The discovery of a new type of supernova may shed light on some universal mysteries

Weizmann Institute of Science

Not all explosions are created equal: It's as true for film effects as it is for the stars. Yet, until now, scientists had only observed two basic kinds of exploding stars, known as supernovae. Now, scientists at the Weizmann Institute of science, in collaboration with others around the world, have identified a third type of supernova. Their findings appeared this week in Nature.

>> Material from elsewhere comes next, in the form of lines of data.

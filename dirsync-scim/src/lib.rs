//! # dirsync-scim
//!
//! Blocking SCIM 2.0 client (RFC 7644) for the target directory.
//!
//! [`ScimClient`] speaks the subset of the protocol the reconciler needs and
//! implements [`dirsync_core::TargetDirectory`] on top of it.

pub mod client;
pub mod model;
mod target;

pub use client::ScimClient;
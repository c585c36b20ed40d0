//! `dirsync config`: show the effective configuration.

use anyhow::{Context, Result};
use clap::Args;
use dirsync_core::config;

use super::ConfigOverrides;

/// Arguments for `dirsync config`.
#[derive(Args, Debug)]
pub struct ConfigArgs {
    /// Print the default config file location and exit.
    #[arg(long)]
    pub path: bool,

    /// Also report the first missing required setting, if any.
    #[arg(long)]
    pub check: bool,

    #[command(flatten)]
    pub overrides: ConfigOverrides,
}

impl ConfigArgs {
    pub fn run(self) -> Result<()> {
        if self.path {
            let home = config::home_dir().context("could not determine home directory")?;
            println!("{}", config::config_path_at(&home).display());
            return Ok(());
        }

        let cfg = self.overrides.resolve()?;
        print!("{}", cfg.to_redacted_yaml()?);

        if self.check {
            cfg.validate().context("configuration is incomplete")?;
            println!("# configuration is complete");
        }
        Ok(())
    }
}
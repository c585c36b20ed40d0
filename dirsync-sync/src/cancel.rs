//! Cooperative cancellation for a sync run.

use std::sync::atomic::{AtomicBool, Ordering};
use std::sync::Arc;

use crate::SyncError;

/// Shared flag checked by the reconciler before each directory call.
///
/// Clones share the flag, so a signal handler can hold one clone while the
/// run holds another.
#[derive(Debug, Clone, Default)]
pub struct CancelToken(Arc<AtomicBool>);

impl CancelToken {
    pub fn new() -> Self {
        Self::default()
    }

    pub fn cancel(&self) {
        self.0.store(true, Ordering::SeqCst);
    }

    pub fn is_cancelled(&self) -> bool {
        self.0.load(Ordering::SeqCst)
    }

    /// `Err(SyncError::Cancelled)` once [`cancel`](Self::cancel) has been called.
    pub fn check(&self) -> Result<(), SyncError> {
        if self.is_cancelled() {
            Err(SyncError::Cancelled)
        } else {
            Ok(())
        }
    }
}
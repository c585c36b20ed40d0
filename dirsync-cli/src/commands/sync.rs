//! `dirsync sync`: reconcile the SCIM target against Google Workspace.

use anyhow::{Context, Result};
use clap::Args;
use colored::Colorize;
use tabled::{settings::Style, Table, Tabled};

use dirsync_sync::{pipeline, CancelToken, Change, SyncReport};

use super::ConfigOverrides;
use crate::logging;

/// Arguments for `dirsync sync`.
#[derive(Args, Debug)]
pub struct SyncArgs {
    /// Read both directories and report the changes a run would make,
    /// without applying any of them.
    #[arg(long, env = "DIRSYNC_DRY_RUN")]
    pub dry_run: bool,

    /// Emit the run report as JSON on stdout.
    #[arg(long)]
    pub json: bool,

    #[command(flatten)]
    pub overrides: ConfigOverrides,
}

impl SyncArgs {
    pub fn run(self) -> Result<()> {
        let config = self.overrides.resolve()?;
        logging::init_tracing(&config.log_level, config.log_format);

        let cancel = CancelToken::new();
        let on_interrupt = cancel.clone();
        if let Err(e) = ctrlc::set_handler(move || {
            tracing::warn!("interrupt received, stopping before the next directory call");
            on_interrupt.cancel();
        }) {
            tracing::warn!("could not install Ctrl-C handler: {e}");
        }

        let report = pipeline::run_with_config(&config, self.dry_run, &cancel)
            .context(if self.dry_run { "dry-run failed" } else { "sync failed" })?;

        if self.json {
            println!("{}", serde_json::to_string_pretty(&report)?);
            return Ok(());
        }
        print_report(&report);
        Ok(())
    }
}

#[derive(Tabled)]
struct ChangeRow {
    #[tabled(rename = "")]
    marker: String,
    #[tabled(rename = "Change")]
    change: String,
}

fn print_report(report: &SyncReport) {
    let prefix = if report.dry_run { "[dry-run] " } else { "" };
    let summary = report.summary();

    if report.is_noop() {
        println!("{prefix}{} target already in sync", "✓".green().bold());
    } else {
        let verb = if report.dry_run { "planned" } else { "applied" };
        println!("{prefix}{} {verb}: {summary}", "✓".green().bold());
        let rows: Vec<ChangeRow> = report
            .changes
            .iter()
            .map(|change| ChangeRow {
                marker: marker(change),
                change: change.to_string(),
            })
            .collect();
        let mut table = Table::new(rows);
        table.with(Style::rounded());
        println!("{table}");
    }

    println!(
        "  {} users, {} groups correlated",
        report.correlated_users, report.correlated_groups
    );

    for failure in &report.lookup_failures {
        println!(
            "  {} lookup of {} failed, treated as not found: {}",
            "!".yellow().bold(),
            failure.email,
            failure.error
        );
    }
}

fn marker(change: &Change) -> String {
    match change {
        Change::UserCreated { .. } | Change::GroupCreated { .. } | Change::MemberAdded { .. } => {
            "+".green().bold().to_string()
        }
        Change::UserDeleted { .. } | Change::GroupDeleted { .. } | Change::MemberRemoved { .. } => {
            "-".red().bold().to_string()
        }
    }
}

The first two types of supernova are either hot, young giants that go out in a violent display as they collapse under their own weight, or old, dense white dwarves that blow up in a thermonuclear explosion. The new supernova appeared in telescope images in early January, 2005 and scientists, seeing that it had recently begun the process of exploding, started collecting and combining data from different telescope sites around the world, measuring both the amount of material thrown off in the explosion and its chemical makeup. But Dr. Avishay Gal-Yam, Hagai Perets, (now at the Harvard-Smithsonian Center for Astrophysics), Iair Arcavi and Michael Kiewe of the Weizmann Institute's Faculty of Physics, together with Paolo Mazzali of the Max-Planck Institute for Astrophysics, Germany, and the Scuola Normale Superiore, Pisa, and INAF/Padova Observatory in Italy, Prof. David Arnett from the University of Arizona, and researchers from across the USA, Canada, Chile and the UK, soon found that the new supernova did not fit either of the known patterns.

On the one hand, the amount of material hurled out from the supernova was too small for it to have come from an exploding giant. In addition, its location, distant from the busy hubs where new stars form, implied it was an older star that had had time to wander off from its birthplace. On the other hand, its chemical makeup didn't match that commonly seen in the second type. 'It was clear,' says the paper's lead author Perets, 'that we were seeing a new type of supernova.' The scientists turned to computer simulations to see what kind of process could have produced such a result.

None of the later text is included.